In early 2009, Fergie and the group left A&M Records; both remained with Interscope Records. The group's fifth studio album, The E.N.D ("The Energy Never Dies"), was released on June 9, 2009. The overall sound of the album has a more electro hop beat rather than the usual hip pop/R&B feeling of their previous albums. In its first week, the album sold 304,000 copies and debuted at number 1 on the Billboard 200. They released "Boom Boom Pow" as the lead single from The E.N.D. in March 2009. It reached number one on the US charts and became the group's first chart topper. As of March 2011, the album has sold over 3,000,000 copies in the US alone. In France, the album spent 55 weeks inside of the top 10 with 11 at No. 1. They subsequently released a second single from the album, "I Gotta Feeling", which proved an even greater success than the first: it moved from number two behind "Boom Boom Pow" to the top spot in July, and stayed for 14 straight weeks at number one on the Billboard Hot 100, the longest stay at the top of 2009. The two hit singles back to back kept the Black Eyed Peas on the top for 26 consecutive weeks, from April 18 through October 16. Fergie bought a stake in the professional football team the Miami Dolphins in 2009, and has performed at the team's football games numerous times.

"Meet Me Halfway" was released as the third single from the album in September 2009. The single reached number one in the UK and Australia.
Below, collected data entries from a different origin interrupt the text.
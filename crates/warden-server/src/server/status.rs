//! Mapping of domain errors onto gRPC status codes, and proto conversions.
//!
//! Authentication failures all read "unauthenticated" without a cause.
//! Infrastructure failures are logged here and reported with a generic
//! message.

use std::collections::BTreeSet;

use tonic::Status;
use tracing::{error, warn};
use warden_core::Role;
use warden_proto::Role as ProtoRole;

use crate::account::{AccountError, LoginFailure};
use crate::gate::AuthError;
use crate::policy::PolicyError;
use crate::storage::{EndpointPermission, User};

impl From<AuthError> for Status {
    fn from(err: AuthError) -> Self {
        match err {
            AuthError::MetadataMissing
            | AuthError::AuthHeaderMissing
            | AuthError::InvalidAuthHeaderFormat
            | AuthError::Unauthenticated => Self::unauthenticated("Unauthenticated"),
            AuthError::PermissionDenied => Self::permission_denied("Permission denied"),
            AuthError::VersionLookup(e) => {
                error!(error = %e, "Token version lookup failed");
                Self::unavailable("Authorization temporarily unavailable")
            }
        }
    }
}

impl From<PolicyError> for Status {
    fn from(err: PolicyError) -> Self {
        match err {
            PolicyError::EndpointNotFound(endpoint) => {
                Self::not_found(format!("Endpoint not found: {endpoint}"))
            }
            PolicyError::AccessDenied { .. } => Self::permission_denied("Permission denied"),
            PolicyError::EndpointExists(endpoint) => {
                Self::already_exists(format!("Endpoint already exists: {endpoint}"))
            }
            PolicyError::InvalidPermission(msg) => Self::invalid_argument(msg),
            PolicyError::Storage(e) => {
                error!(error = %e, "Policy storage failure");
                Self::internal("Policy operation failed")
            }
        }
    }
}

impl From<AccountError> for Status {
    fn from(err: AccountError) -> Self {
        match err {
            AccountError::Login(failure) => {
                match &failure {
                    LoginFailure::UserNotFound | LoginFailure::WrongPassword => {}
                    other => error!(error = %other, "Login failed on an internal error"),
                }
                Self::unauthenticated("Invalid credentials")
            }
            AccountError::PasswordsMismatch => Self::invalid_argument("Passwords do not match"),
            AccountError::MissingField(field) => {
                Self::invalid_argument(format!("Missing required field: {field}"))
            }
            AccountError::UserNotFound(_) => Self::not_found("User not found"),
            AccountError::UserNameExists => Self::already_exists("User name already exists"),
            AccountError::UserEmailExists => Self::already_exists("User email already exists"),
            AccountError::PermissionDenied => Self::permission_denied("Permission denied"),
            AccountError::InvalidRefresh => Self::unauthenticated("Invalid refresh token"),
            AccountError::UserCreate(e) => internal("Failed to create user", &e),
            AccountError::UserRead(e) => internal("Failed to read user", &e),
            AccountError::UserUpdate(e) => internal("Failed to update user", &e),
            AccountError::UserDelete(e) => internal("Failed to delete user", &e),
            AccountError::TokenGeneration(e) => internal("Token generation failed", &e),
            AccountError::VersionSync(e) => internal("Token version sync failed", &e),
            AccountError::LogoutFailed(e) => {
                warn!(error = %e, "Logout failed");
                Self::unavailable("Logout failed")
            }
        }
    }
}

fn internal(message: &'static str, cause: &str) -> Status {
    error!(error = %cause, "{message}");
    Status::internal(message)
}

pub fn role_to_proto(role: Role) -> i32 {
    match role {
        Role::Admin => ProtoRole::Admin as i32,
        Role::User => ProtoRole::User as i32,
    }
}

/// Decode a wire role. `ROLE_UNSPECIFIED` and unknown values are rejected.
#[allow(clippy::result_large_err)]
pub fn role_from_proto(value: i32) -> Result<Role, Status> {
    match ProtoRole::try_from(value) {
        Ok(ProtoRole::Admin) => Ok(Role::Admin),
        Ok(ProtoRole::User) => Ok(Role::User),
        Ok(ProtoRole::Unspecified) | Err(_) => {
            Err(Status::invalid_argument(format!("Invalid role: {value}")))
        }
    }
}

#[allow(clippy::result_large_err)]
pub fn roles_from_proto(values: &[i32]) -> Result<BTreeSet<Role>, Status> {
    values.iter().map(|v| role_from_proto(*v)).collect()
}

pub fn user_to_proto(user: User) -> warden_proto::User {
    warden_proto::User {
        id: user.id,
        name: user.name,
        email: user.email,
        role: role_to_proto(user.role),
        created_at: user.created_at,
        updated_at: user.updated_at,
    }
}

pub fn permission_to_proto(permission: EndpointPermission) -> warden_proto::RoleEndpoint {
    warden_proto::RoleEndpoint {
        endpoint: permission.endpoint,
        allowed_roles: permission
            .allowed_roles
            .into_iter()
            .map(role_to_proto)
            .collect(),
    }
}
It also peaked at seven on the Billboard Hot 100. In October 2009, Fergie became a part owner of the Miami Dolphins. "Imma Be" was released as the fourth single; it reached number one on the Billboard Hot 100 for two weeks. "Rock That Body" was then released as the fifth single and reached number nine on the US charts. In September 2009, the group embarked on The E.N.D World Tour, visiting Japan, Thailand, Malaysia, Australia and New Zealand. In October 2009, they also were the opening acts for 5 concerts of the U2 360° Tour North America leg.

The Black Eyed Peas performed at the 2010 Grammy Awards on January 31, 2010. They performed a mash-up of "Imma Be"/"I Gotta Feeling". They won three out of the six awards they were nominated for; they won awards for Best Pop Vocal Album for The E.N.D., Best Pop Vocal Performance by a Group for "I Gotta Feeling" and Best Short Form Video for "Boom Boom Pow". On July 27, 2010, the Black Eyed Peas released a remix album: The E.N.D. Summer 2010 Canadian Invasion Tour: Remix Collection. It was released on iTunes in Canada only, during the Canadian leg of The E.N.D. World Tour. It mostly features remixes of the singles taken from The E.N.D. It also features a remix of "Let's Get It Started" taken from Elephunk; the remix was also a bonus track on the deluxe edition of The E.N.D.. She launched her debut fragrance, Outspoken, under Avon in May 2010. Her performance of Gimme Shelter with Mick Jagger and U2 at the Rock and Roll Hall of Fame 25th Anniversary in 2010 has over 13 million views.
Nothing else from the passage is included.